Task directions –
Only one stretch of the data below is needed. Output the lines from the one with "2, 3, 4, 5, 6]);" up to and including the one with "fn bytes(self) ->", exactly as they stand.

☆ ☆ ☆ ☆ ☆

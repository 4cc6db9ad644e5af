//! Crate options with TOML file support.
//!
//! Upload and diagnostic policy live here. Options serialize to/from TOML so a
//! host application can ship them next to its other configuration.

mod debug;
mod upload;

use std::path::Path;

pub use debug::DebugOptions;
use schemars::JsonSchema;
use serde::{Deserialize, Serialize};
pub use upload::UploadOptions;

use crate::error::AllocationError;

/// Top-level options container. All sub-structs use `#[serde(default)]` so
/// partial TOML files (e.g. only overriding `[upload]`) work correctly.
#[derive(
    Debug, Clone, Serialize, Deserialize, PartialEq, Eq, Default, JsonSchema,
)]
#[serde(default)]
pub struct Options {
    /// GPU upload policy.
    pub upload: UploadOptions,
    /// Diagnostic toggles.
    pub debug: DebugOptions,
}

impl Options {
    /// Generate JSON Schema describing the options.
    #[must_use]
    pub fn json_schema() -> schemars::Schema {
        schemars::schema_for!(Options)
    }

    /// Load options from a TOML file. Missing fields use defaults.
    ///
    /// # Errors
    ///
    /// Returns [`AllocationError::Io`] if the file cannot be read and
    /// [`AllocationError::OptionsParse`] if it is not valid TOML.
    pub fn load(path: &Path) -> Result<Self, AllocationError> {
        let content =
            std::fs::read_to_string(path).map_err(AllocationError::Io)?;
        toml::from_str(&content)
            .map_err(|e| AllocationError::OptionsParse(e.to_string()))
    }

    /// Save options to a TOML file (pretty-printed).
    ///
    /// # Errors
    ///
    /// Returns [`AllocationError::OptionsParse`] if serialization fails and
    /// [`AllocationError::Io`] if the file cannot be written.
    pub fn save(&self, path: &Path) -> Result<(), AllocationError> {
        let content = toml::to_string_pretty(self)
            .map_err(|e| AllocationError::OptionsParse(e.to_string()))?;
        if let Some(parent) = path.parent() {
            std::fs::create_dir_all(parent).map_err(AllocationError::Io)?;
        }
        std::fs::write(path, content).map_err(AllocationError::Io)
    }
}

#[cfg(test)]
mod tests {
    use super::*;

    #[test]
    fn default_round_trips_through_toml() {
        let opts = Options::default();
        let toml_str = toml::to_string_pretty(&opts).unwrap();
        let parsed: Options = toml::from_str(&toml_str).unwrap();
        assert_eq!(opts, parsed);
    }

    #[test]
    fn partial_toml_fills_defaults() {
        let toml_str = r"
[upload]
retry_failed_uploads = false
";
        let opts: Options = toml::from_str(toml_str).unwrap();
        assert!(!opts.upload.retry_failed_uploads);
        // Everything else should be default
        assert!(opts.upload.generate_mipmaps);
        assert!(opts.debug.dump_on_upload_failure);
    }

    #[test]
    fn save_then_load() {
        let dir = std::env::temp_dir().join("mipmem-options-test");
        let path = dir.join("options.toml");
        let mut opts = Options::default();
        opts.debug.log_type_on_size_mismatch = false;
        opts.save(&path).unwrap();
        let loaded = Options::load(&path).unwrap();
        assert_eq!(opts, loaded);
        let _ = std::fs::remove_file(&path);
    }

    #[test]
    fn schema_has_expected_properties() {
        let schema_value =
            serde_json::to_value(Options::json_schema()).unwrap();
        let props = schema_value["properties"].as_object().unwrap();
        assert!(props.contains_key("upload"));
        assert!(props.contains_key("debug"));

        let upload = &props["upload"]["properties"];
        assert!(upload.get("generate_mipmaps").is_some());
        assert!(upload.get("retry_failed_uploads").is_some());
    }
}
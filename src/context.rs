//! Shared state every allocation operation reports into.
//!
//! The [`Context`] owns the options, the error channel read by the dispatch
//! layer, and the [`ObjectTable`] that counts references held inside
//! allocation buffers.

use std::sync::{Arc, Mutex, PoisonError};

use rustc_hash::FxHashMap;

use crate::element::ReferenceTracker;
use crate::error::{AllocationError, ErrorKind};
use crate::options::Options;

/// Last error reported through the context.
#[derive(Debug, Clone, PartialEq, Eq)]
pub struct ReportedError {
    /// Classification of the failure.
    pub kind: ErrorKind,
    /// Human-readable description.
    pub message: String,
}

/// Reference counts for object handles stored in element data.
#[derive(Debug, Default)]
pub struct ObjectTable {
    counts: Mutex<FxHashMap<u32, u32>>,
}

impl ObjectTable {
    /// Empty table.
    #[must_use]
    pub fn new() -> Self {
        Self::default()
    }

    /// Current reference count of `handle` (0 if never referenced).
    #[must_use]
    pub fn ref_count(&self, handle: u32) -> u32 {
        let counts = self.counts.lock().unwrap_or_else(PoisonError::into_inner);
        counts.get(&handle).copied().unwrap_or(0)
    }

    /// Number of handles with a non-zero count.
    #[must_use]
    pub fn live_objects(&self) -> usize {
        self.counts
            .lock()
            .unwrap_or_else(PoisonError::into_inner)
            .len()
    }
}

impl ReferenceTracker for ObjectTable {
    fn inc_ref(&self, handle: u32) {
        let mut counts =
            self.counts.lock().unwrap_or_else(PoisonError::into_inner);
        *counts.entry(handle).or_insert(0) += 1;
    }

    fn dec_ref(&self, handle: u32) {
        let mut counts =
            self.counts.lock().unwrap_or_else(PoisonError::into_inner);
        match counts.get_mut(&handle) {
            Some(count) if *count > 1 => *count -= 1,
            Some(_) => {
                let _ = counts.remove(&handle);
            }
            None => {
                log::warn!("dec_ref on unreferenced object {handle}");
            }
        }
    }
}

/// Error sink, object table and options shared by allocations.
#[derive(Debug, Default)]
pub struct Context {
    options: Options,
    objects: Arc<ObjectTable>,
    last_error: Mutex<Option<ReportedError>>,
}

impl Context {
    /// Context with the given options and an empty object table.
    #[must_use]
    pub fn new(options: Options) -> Self {
        Self {
            options,
            ..Self::default()
        }
    }

    /// Active options.
    #[must_use]
    pub fn options(&self) -> &Options {
        &self.options
    }

    /// Object reference table shared with allocations.
    #[must_use]
    pub fn objects(&self) -> &Arc<ObjectTable> {
        &self.objects
    }

    /// Record an error for the dispatch layer and log it.
    pub fn set_error(&self, kind: ErrorKind, message: impl Into<String>) {
        let message = message.into();
        log::error!("{kind}: {message}");
        *self
            .last_error
            .lock()
            .unwrap_or_else(PoisonError::into_inner) =
            Some(ReportedError { kind, message });
    }

    /// Record `err` through [`Context::set_error`].
    pub fn report(&self, err: &AllocationError) {
        self.set_error(err.kind(), err.to_string());
    }

    /// Take the last reported error, clearing the channel.
    pub fn take_error(&self) -> Option<ReportedError> {
        self.last_error
            .lock()
            .unwrap_or_else(PoisonError::into_inner)
            .take()
    }

    /// Kind of the last reported error without clearing it.
    #[must_use]
    pub fn last_error_kind(&self) -> Option<ErrorKind> {
        self.last_error
            .lock()
            .unwrap_or_else(PoisonError::into_inner)
            .as_ref()
            .map(|e| e.kind)
    }

    /// Log the context state at debug level.
    pub fn dump_debug(&self) {
        log::debug!(
            "context: live objects={} last error={:?} options={:?}",
            self.objects.live_objects(),
            self.last_error_kind(),
            self.options
        );
    }
}

#[cfg(test)]
mod tests {
    use super::*;

    #[test]
    fn object_counts_track_inc_and_dec() {
        let table = ObjectTable::new();
        table.inc_ref(7);
        table.inc_ref(7);
        assert_eq!(table.ref_count(7), 2);
        table.dec_ref(7);
        assert_eq!(table.ref_count(7), 1);
        table.dec_ref(7);
        assert_eq!(table.ref_count(7), 0);
        assert_eq!(table.live_objects(), 0);
    }

    #[test]
    fn dec_on_unknown_handle_is_ignored() {
        let table = ObjectTable::new();
        table.dec_ref(3);
        assert_eq!(table.ref_count(3), 0);
    }

    #[test]
    fn error_channel_keeps_last_error() {
        let ctx = Context::default();
        assert!(ctx.take_error().is_none());
        ctx.set_error(ErrorKind::BadValue, "first");
        ctx.report(&AllocationError::NotImplemented("resize_2d"));
        assert_eq!(ctx.last_error_kind(), Some(ErrorKind::NotImplemented));
        let err = ctx.take_error().unwrap();
        assert!(err.message.contains("resize_2d"));
        assert!(ctx.take_error().is_none());
    }
}
// -- Lint policy ---------------------------------------------------------
// This is the single source of truth for crate-wide lints.

// Broad lint groups
#![deny(clippy::all)]
#![deny(clippy::pedantic)]
#![deny(clippy::nursery)]
// Documentation
#![deny(missing_docs)]
#![deny(rustdoc::broken_intra_doc_links)]
#![deny(rustdoc::private_intra_doc_links)]
#![deny(rustdoc::bare_urls)]
// No panicking in library code
#![deny(clippy::unwrap_used)]
#![deny(clippy::expect_used)]
#![deny(clippy::panic)]
#![deny(clippy::todo)]
#![deny(clippy::unimplemented)]
// No debug/print artifacts
#![deny(clippy::dbg_macro)]
#![deny(clippy::print_stdout)]
#![deny(clippy::print_stderr)]
// Import hygiene
#![deny(clippy::wildcard_imports)]
// Complexity limits
#![deny(clippy::cognitive_complexity)]
#![deny(clippy::too_many_lines)]
#![deny(clippy::excessive_nesting)]
// Function signature hygiene
#![deny(clippy::too_many_arguments)]
#![deny(clippy::fn_params_excessive_bools)]
// Clone / pass-by-value hygiene
#![deny(clippy::needless_pass_by_value)]
#![deny(clippy::implicit_clone)]
// String hygiene
#![deny(clippy::inefficient_to_string)]
#![deny(clippy::redundant_closure_for_method_calls)]
#![deny(clippy::manual_string_new)]
#![deny(clippy::str_to_string)]
// Cargo lints (warn, not deny since cargo lints can be noisy)
#![warn(clippy::cargo)]
// Unused / redundant code
#![deny(unused_results)]
#![deny(unused_qualifications)]
// Cast hygiene
#![deny(trivial_casts)]
#![deny(trivial_numeric_casts)]

//! Typed, mipmap-aware memory allocations mirrored lazily to the GPU.
//!
//! An [`allocation::Allocation`] owns a CPU buffer shaped by a
//! [`types::Type`] (an [`element::Element`] repeated over up to three
//! dimensions, optional cube faces and an optional mip chain). Writes are
//! validated against that shape, keep object reference counts balanced, and
//! mark the GPU mirror stale. Pushing to the GPU is a separate, explicit
//! step through an [`gpu::backend::UploadBackend`].
//!
//! # Key entry points
//!
//! - [`allocation::Allocation`] - the buffer, its writes, uploads and
//!   serialization
//! - [`context::Context`] - error channel, object table and options shared
//!   by allocations
//! - [`adapter::Adapter2D`] - strided view of one face and level
//! - [`mip`] - box-filter mip generation
//! - [`gpu::wgpu_backend::WgpuBackend`] /
//!   [`gpu::recording::RecordingBackend`] - upload sinks
//! - [`options::Options`] - TOML-backed upload and debug policy

pub mod adapter;
pub mod allocation;
pub mod context;
pub mod element;
pub mod error;
pub mod gpu;
pub mod mip;
pub mod options;
pub mod stream;
pub mod types;

pub use allocation::{Allocation, MipmapControl, SyncOutcome, Usage};
pub use context::Context;
pub use error::{AllocationError, ErrorKind};
use schemars::JsonSchema;
use serde::{Deserialize, Serialize};

/// Diagnostic output toggles.
#[derive(Debug, Clone, Serialize, Deserialize, PartialEq, Eq, JsonSchema)]
#[schemars(title = "Debug", inline)]
#[serde(default)]
pub struct DebugOptions {
    /// Dump context and allocation state when a GPU upload fails.
    #[schemars(title = "Dump On Upload Failure")]
    pub dump_on_upload_failure: bool,
    /// Log the type layout when a range write is rejected for its size.
    #[schemars(title = "Log Type On Size Mismatch")]
    pub log_type_on_size_mismatch: bool,
}

impl Default for DebugOptions {
    fn default() -> Self {
        Self {
            dump_on_upload_failure: true,
            log_type_on_size_mismatch: true,
        }
    }
}
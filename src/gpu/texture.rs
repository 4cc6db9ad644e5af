//! wgpu texture mirror and pixel-format translation.
//!
//! wgpu has no packed 16-bit or 24-bit color formats, so those layouts are
//! widened to RGBA8 on the CPU right before the copy. Every other format is
//! uploaded as-is.

use std::borrow::Cow;

use crate::element::PixelFormat;
use crate::gpu::backend::TextureDesc;

/// wgpu format a [`PixelFormat`] is uploaded as.
#[must_use]
pub fn wgpu_format(format: PixelFormat) -> wgpu::TextureFormat {
    match format {
        PixelFormat::Rgba8888
        | PixelFormat::Rgb888
        | PixelFormat::Rgb565
        | PixelFormat::Rgba5551
        | PixelFormat::Rgba4444 => wgpu::TextureFormat::Rgba8Unorm,
        PixelFormat::L8 | PixelFormat::A8 => wgpu::TextureFormat::R8Unorm,
        PixelFormat::La88 => wgpu::TextureFormat::Rg8Unorm,
        PixelFormat::Rgba32F => wgpu::TextureFormat::Rgba32Float,
    }
}

/// Bytes per pixel after [`expand_pixels`].
#[must_use]
pub fn upload_bytes_per_pixel(format: PixelFormat) -> u32 {
    match format {
        PixelFormat::L8 | PixelFormat::A8 => 1,
        PixelFormat::La88 => 2,
        PixelFormat::Rgba32F => 16,
        _ => 4,
    }
}

fn scale(v: u16, bits: u32) -> u8 {
    let max = (1u32 << bits) - 1;
    ((u32::from(v) * 255 + max / 2) / max) as u8
}

fn expand_packed(data: &[u8], unpack: impl Fn(u16) -> [u8; 4]) -> Vec<u8> {
    data.chunks_exact(2)
        .flat_map(|px| unpack(bytemuck::pod_read_unaligned(px)))
        .collect()
}

/// Convert tightly packed pixels of `format` into the layout of
/// [`wgpu_format`].
#[must_use]
pub fn expand_pixels(format: PixelFormat, data: &[u8]) -> Cow<'_, [u8]> {
    match format {
        PixelFormat::Rgb888 => Cow::Owned(
            data.chunks_exact(3)
                .flat_map(|px| [px[0], px[1], px[2], 0xff])
                .collect(),
        ),
        PixelFormat::Rgb565 => Cow::Owned(expand_packed(data, |p| {
            [
                scale((p >> 11) & 0x1f, 5),
                scale((p >> 5) & 0x3f, 6),
                scale(p & 0x1f, 5),
                0xff,
            ]
        })),
        PixelFormat::Rgba5551 => Cow::Owned(expand_packed(data, |p| {
            [
                scale((p >> 11) & 0x1f, 5),
                scale((p >> 6) & 0x1f, 5),
                scale((p >> 1) & 0x1f, 5),
                if p & 1 == 1 { 0xff } else { 0 },
            ]
        })),
        PixelFormat::Rgba4444 => Cow::Owned(expand_packed(data, |p| {
            [
                scale((p >> 12) & 0xf, 4),
                scale((p >> 8) & 0xf, 4),
                scale((p >> 4) & 0xf, 4),
                scale(p & 0xf, 4),
            ]
        })),
        PixelFormat::Rgba8888
        | PixelFormat::L8
        | PixelFormat::A8
        | PixelFormat::La88
        | PixelFormat::Rgba32F => Cow::Borrowed(data),
    }
}

/// GPU texture backing an allocation, with the descriptor it was created
/// from.
pub struct MirrorTexture {
    /// The underlying GPU texture.
    pub texture: wgpu::Texture,
    /// Descriptor used at creation.
    pub desc: TextureDesc,
}

impl MirrorTexture {
    /// Create a sampled texture for `desc`. Returns `None` when the extents
    /// exceed the device limits.
    #[must_use]
    pub fn new(device: &wgpu::Device, desc: &TextureDesc) -> Option<Self> {
        let limits = device.limits();
        let max = if desc.cube {
            limits.max_texture_dimension_2d.min(limits.max_texture_array_layers)
        } else {
            limits.max_texture_dimension_2d
        };
        if desc.width == 0 || desc.height == 0 || desc.width > max || desc.height > max {
            log::warn!(
                "texture {} is {}x{}, device limit is {max}",
                desc.label,
                desc.width,
                desc.height
            );
            return None;
        }

        let texture = device.create_texture(&wgpu::TextureDescriptor {
            label: Some(&desc.label),
            size: wgpu::Extent3d {
                width: desc.width,
                height: desc.height,
                depth_or_array_layers: if desc.cube { 6 } else { 1 },
            },
            mip_level_count: desc.levels.max(1),
            sample_count: 1,
            dimension: wgpu::TextureDimension::D2,
            format: wgpu_format(desc.format),
            usage: wgpu::TextureUsages::TEXTURE_BINDING
                | wgpu::TextureUsages::COPY_DST,
            view_formats: &[],
        });
        Some(Self {
            texture,
            desc: desc.clone(),
        })
    }

    /// Copy one face/level. `data` is in [`TextureDesc::format`] layout.
    pub fn write_level(
        &self,
        queue: &wgpu::Queue,
        face: u32,
        level: u32,
        width: u32,
        height: u32,
        data: &[u8],
    ) {
        let pixels = expand_pixels(self.desc.format, data);
        queue.write_texture(
            wgpu::TexelCopyTextureInfo {
                texture: &self.texture,
                mip_level: level,
                origin: wgpu::Origin3d { x: 0, y: 0, z: face },
                aspect: wgpu::TextureAspect::All,
            },
            &pixels,
            wgpu::TexelCopyBufferLayout {
                offset: 0,
                bytes_per_row: Some(
                    width * upload_bytes_per_pixel(self.desc.format),
                ),
                rows_per_image: Some(height),
            },
            wgpu::Extent3d {
                width,
                height,
                depth_or_array_layers: 1,
            },
        );
    }

    /// Default view; cube maps get a cube view.
    #[must_use]
    pub fn create_view(&self) -> wgpu::TextureView {
        self.texture.create_view(&wgpu::TextureViewDescriptor {
            label: Some(&self.desc.label),
            dimension: Some(if self.desc.cube {
                wgpu::TextureViewDimension::Cube
            } else {
                wgpu::TextureViewDimension::D2
            }),
            ..Default::default()
        })
    }
}

#[cfg(test)]
mod tests {
    use super::*;

    #[test]
    fn rgb565_expands_to_rgba8() {
        let red: u16 = 0x1f << 11;
        let green: u16 = 0x3f << 5;
        let mut data = Vec::new();
        data.extend_from_slice(bytemuck::bytes_of(&red));
        data.extend_from_slice(bytemuck::bytes_of(&green));
        let out = expand_pixels(PixelFormat::Rgb565, &data);
        assert_eq!(&*out, &[255, 0, 0, 255, 0, 255, 0, 255]);
    }

    #[test]
    fn rgb888_gains_opaque_alpha() {
        let out = expand_pixels(PixelFormat::Rgb888, &[1, 2, 3, 4, 5, 6]);
        assert_eq!(&*out, &[1, 2, 3, 255, 4, 5, 6, 255]);
    }

    #[test]
    fn rgba4444_scales_nibbles() {
        let px: u16 = 0xf08f;
        let out = expand_pixels(PixelFormat::Rgba4444, bytemuck::bytes_of(&px));
        assert_eq!(&*out, &[255, 0, 136, 255]);
    }

    #[test]
    fn native_formats_are_borrowed() {
        let data = [9u8; 8];
        assert!(matches!(
            expand_pixels(PixelFormat::Rgba8888, &data),
            Cow::Borrowed(_)
        ));
        assert_eq!(wgpu_format(PixelFormat::A8), wgpu::TextureFormat::R8Unorm);
        assert_eq!(upload_bytes_per_pixel(PixelFormat::Rgb565), 4);
    }
}
//! 2×2 box-filter mip generation.
//!
//! The filter is chosen from the element layout once, up front. Layouts
//! without a filter produce [`AllocationError::UnsupportedFormat`] instead of
//! being skipped.

use crate::adapter::Adapter2D;
use crate::element::{DataType, Element};
use crate::error::AllocationError;
use crate::types::Type;

/// Downsampling strategy for one element layout.
#[derive(Debug, Clone, Copy, PartialEq, Eq)]
pub enum MipFilter {
    /// 8-8-8-8 packed into 32 bits.
    Packed32,
    /// 5-6-5 packed into 16 bits.
    Packed16,
    /// Single 8-bit channel (luminance or alpha).
    Mono8,
}

impl MipFilter {
    /// Filter for `element`.
    ///
    /// # Errors
    ///
    /// Returns [`AllocationError::UnsupportedFormat`] for structures,
    /// reference-bearing elements and any layout other than four 8-bit
    /// channels, 5-6-5, or a single 8-bit channel.
    pub fn for_element(element: &Element) -> Result<Self, AllocationError> {
        let unsupported = || {
            AllocationError::UnsupportedFormat(format!(
                "no mip filter for {element}"
            ))
        };
        let c = element.as_component().ok_or_else(unsupported)?;
        match (element.size_bits(), c.data_type, c.vector_size) {
            (32, DataType::U8 | DataType::I8, 4) => Ok(Self::Packed32),
            (16, DataType::U565, _) => Ok(Self::Packed16),
            (8, DataType::U8 | DataType::I8, 1) => Ok(Self::Mono8),
            _ => Err(unsupported()),
        }
    }

    fn bytes(self) -> usize {
        match self {
            Self::Packed32 => 4,
            Self::Packed16 => 2,
            Self::Mono8 => 1,
        }
    }

    fn filter(self, a: &[u8], b: &[u8], c: &[u8], d: &[u8], out: &mut [u8]) {
        match self {
            Self::Packed32 => {
                let v = box_filter_8888(
                    bytemuck::pod_read_unaligned(a),
                    bytemuck::pod_read_unaligned(b),
                    bytemuck::pod_read_unaligned(c),
                    bytemuck::pod_read_unaligned(d),
                );
                out.copy_from_slice(bytemuck::bytes_of(&v));
            }
            Self::Packed16 => {
                let v = box_filter_565(
                    bytemuck::pod_read_unaligned(a),
                    bytemuck::pod_read_unaligned(b),
                    bytemuck::pod_read_unaligned(c),
                    bytemuck::pod_read_unaligned(d),
                );
                out.copy_from_slice(bytemuck::bytes_of(&v));
            }
            Self::Mono8 => {
                let sum = u32::from(a[0])
                    + u32::from(b[0])
                    + u32::from(c[0])
                    + u32::from(d[0]);
                out[0] = (sum / 4) as u8;
            }
        }
    }
}

/// Per-channel rounded mean of four 8-8-8-8 pixels.
#[must_use]
pub fn box_filter_8888(i1: u32, i2: u32, i3: u32, i4: u32) -> u32 {
    (0..4).fold(0, |acc, channel| {
        let shift = channel * 8;
        let sum = ((i1 >> shift) & 0xff)
            + ((i2 >> shift) & 0xff)
            + ((i3 >> shift) & 0xff)
            + ((i4 >> shift) & 0xff);
        acc | (((sum + 2) >> 2) << shift)
    })
}

/// Per-field rounded mean of four 5-6-5 pixels.
#[must_use]
pub fn box_filter_565(i1: u16, i2: u16, i3: u16, i4: u16) -> u16 {
    const FIELDS: [(u32, u32); 3] = [(0, 0x1f), (5, 0x3f), (11, 0x1f)];
    let px = [i1, i2, i3, i4].map(u32::from);
    let packed = FIELDS.iter().fold(0u32, |acc, &(shift, mask)| {
        let sum: u32 = px.iter().map(|p| (p >> shift) & mask).sum();
        acc | ((((sum + 2) >> 2) & mask) << shift)
    });
    packed as u16
}

/// Filter level `src` of `buf` into level `dst`.
///
/// `dst` must be a later level than `src` in the same buffer. The output
/// extents are taken from `dst`; source coordinates are clamped so a source
/// level with an extent of 1 on one axis is read without overrunning it.
pub fn generate_level(
    filter: MipFilter,
    buf: &mut [u8],
    src: &Adapter2D<'_>,
    dst: &Adapter2D<'_>,
) {
    debug_assert!(dst.base_offset() >= src.base_offset() + src.level_bytes());
    let bpp = filter.bytes();
    let (src_w, src_h) = (src.dim_x(), src.dim_y());
    let (dst_w, dst_h) = (dst.dim_x(), dst.dim_y());

    let (head, tail) = buf.split_at_mut(dst.base_offset());
    let input = src.level(head);
    let output = &mut tail[..dst.level_bytes()];

    let at = |x: usize, y: usize| {
        let start = (y.min(src_h - 1) * src_w + x.min(src_w - 1)) * bpp;
        &input[start..start + bpp]
    };

    for y in 0..dst_h {
        for x in 0..dst_w {
            let out_start = (y * dst_w + x) * bpp;
            filter.filter(
                at(x * 2, y * 2),
                at(x * 2 + 1, y * 2),
                at(x * 2, y * 2 + 1),
                at(x * 2 + 1, y * 2 + 1),
                &mut output[out_start..out_start + bpp],
            );
        }
    }
}

/// Regenerate every level above 0 of every face of `buf` laid out as `ty`.
///
/// # Errors
///
/// Returns [`AllocationError::UnsupportedFormat`] when the element has no
/// filter, and [`AllocationError::SizeMismatch`] when `buf` is not sized for
/// `ty`.
pub fn generate_chain(ty: &Type, buf: &mut [u8]) -> Result<(), AllocationError> {
    let filter = MipFilter::for_element(ty.element())?;
    if buf.len() != ty.total_bytes() {
        return Err(AllocationError::SizeMismatch {
            op: "generate_chain",
            expected: ty.total_bytes(),
            actual: buf.len(),
        });
    }

    let mut src = Adapter2D::new(ty);
    let mut dst = Adapter2D::new(ty);
    for face in 0..ty.face_count() {
        src.set_face(face);
        dst.set_face(face);
        for lod in 0..ty.lod_count().saturating_sub(1) {
            src.set_lod(lod);
            dst.set_lod(lod + 1);
            generate_level(filter, buf, &src, &dst);
        }
    }
    log::trace!(
        "generated {} mip levels x {} faces with {filter:?}",
        ty.lod_count(),
        ty.face_count()
    );
    Ok(())
}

☆ ☆ ☆ ☆ ☆

Answer to this problem –
        let out = expand_pixels(PixelFormat::Rgb888, &[1, 2, 3, 4, 5, 6]);
        assert_eq!(&*out, &[1, 2, 3, 255, 4, 5, 6, 255]);
    }

    #[test]
    fn rgba4444_scales_nibbles() {
        let px: u16 = 0xf08f;
        let out = expand_pixels(PixelFormat::Rgba4444, bytemuck::bytes_of(&px));
        assert_eq!(&*out, &[255, 0, 136, 255]);
    }

    #[test]
    fn native_formats_are_borrowed() {
        let data = [9u8; 8];
        assert!(matches!(
            expand_pixels(PixelFormat::Rgba8888, &data),
            Cow::Borrowed(_)
        ));
        assert_eq!(wgpu_format(PixelFormat::A8), wgpu::TextureFormat::R8Unorm);
        assert_eq!(upload_bytes_per_pixel(PixelFormat::Rgb565), 4);
    }
}
//! 2×2 box-filter mip generation.
//!
//! The filter is chosen from the element layout once, up front. Layouts
//! without a filter produce [`AllocationError::UnsupportedFormat`] instead of
//! being skipped.

use crate::adapter::Adapter2D;
use crate::element::{DataType, Element};
use crate::error::AllocationError;
use crate::types::Type;

/// Downsampling strategy for one element layout.
#[derive(Debug, Clone, Copy, PartialEq, Eq)]
pub enum MipFilter {
    /// 8-8-8-8 packed into 32 bits.
    Packed32,
    /// 5-6-5 packed into 16 bits.
    Packed16,
    /// Single 8-bit channel (luminance or alpha).
    Mono8,
}

impl MipFilter {
    /// Filter for `element`.
    ///
    /// # Errors
    ///
    /// Returns [`AllocationError::UnsupportedFormat`] for structures,
    /// reference-bearing elements and any layout other than four 8-bit
    /// channels, 5-6-5, or a single 8-bit channel.
    pub fn for_element(element: &Element) -> Result<Self, AllocationError> {
        let unsupported = || {
            AllocationError::UnsupportedFormat(format!(
                "no mip filter for {element}"
            ))
        };
        let c = element.as_component().ok_or_else(unsupported)?;
        match (element.size_bits(), c.data_type, c.vector_size) {
            (32, DataType::U8 | DataType::I8, 4) => Ok(Self::Packed32),
            (16, DataType::U565, _) => Ok(Self::Packed16),
            (8, DataType::U8 | DataType::I8, 1) => Ok(Self::Mono8),
            _ => Err(unsupported()),
        }
    }

    fn bytes(self) -> usize {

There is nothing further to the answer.